**ACTION ITEM**
Restate word for word every line from the top of the data below down through the line that holds "use crate::common::types::tenant_id::TenantId;".

**GIVEN ENTRIES**

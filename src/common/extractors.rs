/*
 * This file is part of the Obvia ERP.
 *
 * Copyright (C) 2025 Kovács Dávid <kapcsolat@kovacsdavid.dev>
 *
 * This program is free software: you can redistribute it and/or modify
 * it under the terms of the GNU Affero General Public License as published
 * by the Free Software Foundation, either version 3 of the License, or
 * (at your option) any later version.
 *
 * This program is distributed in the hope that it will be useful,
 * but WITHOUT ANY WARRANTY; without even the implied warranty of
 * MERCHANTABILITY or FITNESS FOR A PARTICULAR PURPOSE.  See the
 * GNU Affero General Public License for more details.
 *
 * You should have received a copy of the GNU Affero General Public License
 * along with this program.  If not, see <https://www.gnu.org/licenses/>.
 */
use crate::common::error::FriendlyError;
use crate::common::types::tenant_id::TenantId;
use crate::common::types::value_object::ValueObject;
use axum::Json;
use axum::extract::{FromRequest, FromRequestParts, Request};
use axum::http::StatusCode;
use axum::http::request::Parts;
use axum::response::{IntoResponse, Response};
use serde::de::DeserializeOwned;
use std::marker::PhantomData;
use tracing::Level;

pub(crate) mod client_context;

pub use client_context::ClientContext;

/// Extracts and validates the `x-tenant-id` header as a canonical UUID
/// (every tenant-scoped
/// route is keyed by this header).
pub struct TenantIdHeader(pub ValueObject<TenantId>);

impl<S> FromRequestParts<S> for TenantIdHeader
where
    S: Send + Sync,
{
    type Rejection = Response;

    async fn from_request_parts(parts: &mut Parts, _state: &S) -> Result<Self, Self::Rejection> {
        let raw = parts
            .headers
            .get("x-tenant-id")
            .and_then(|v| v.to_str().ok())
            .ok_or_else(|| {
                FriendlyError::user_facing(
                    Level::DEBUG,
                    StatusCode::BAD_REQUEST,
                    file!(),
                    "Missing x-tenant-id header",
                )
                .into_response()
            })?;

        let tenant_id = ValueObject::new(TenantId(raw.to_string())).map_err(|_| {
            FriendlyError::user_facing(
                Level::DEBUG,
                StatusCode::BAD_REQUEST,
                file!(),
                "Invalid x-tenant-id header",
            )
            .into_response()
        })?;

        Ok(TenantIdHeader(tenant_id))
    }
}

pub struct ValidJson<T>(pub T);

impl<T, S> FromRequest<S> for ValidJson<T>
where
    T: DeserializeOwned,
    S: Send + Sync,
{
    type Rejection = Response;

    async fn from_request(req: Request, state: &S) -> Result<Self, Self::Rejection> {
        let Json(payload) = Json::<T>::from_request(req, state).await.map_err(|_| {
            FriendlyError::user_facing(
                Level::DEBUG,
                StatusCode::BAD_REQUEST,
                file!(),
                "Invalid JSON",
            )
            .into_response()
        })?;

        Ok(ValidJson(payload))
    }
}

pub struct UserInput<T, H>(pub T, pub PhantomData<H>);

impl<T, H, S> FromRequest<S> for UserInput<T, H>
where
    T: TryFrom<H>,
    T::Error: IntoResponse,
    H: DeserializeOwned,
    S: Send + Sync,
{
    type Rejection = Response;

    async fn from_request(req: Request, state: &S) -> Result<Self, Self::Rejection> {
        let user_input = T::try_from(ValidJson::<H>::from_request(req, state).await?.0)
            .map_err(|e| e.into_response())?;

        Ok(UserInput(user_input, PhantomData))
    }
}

**RESPONSE FOR THIS EXERCISE**
filename src/common/extractors.rs
/*
 * This file is part of the Obvia ERP.
 *
 * Copyright (C) 2025 Kovács Dávid <kapcsolat@kovacsdavid.dev>
 *
 * This program is free software: you can redistribute it and/or modify
 * it under the terms of the GNU Affero General Public License as published
 * by the Free Software Foundation, either version 3 of the License, or
 * (at your option) any later version.
 *
 * This program is distributed in the hope that it will be useful,
 * but WITHOUT ANY WARRANTY; without even the implied warranty of
 * MERCHANTABILITY or FITNESS FOR A PARTICULAR PURPOSE.  See the
 * GNU Affero General Public License for more details.
 *
 * You should have received a copy of the GNU Affero General Public License
 * along with this program.  If not, see <https://www.gnu.org/licenses/>.
 */
use crate::common::error::FriendlyError;
use crate::common::types::tenant_id::TenantId;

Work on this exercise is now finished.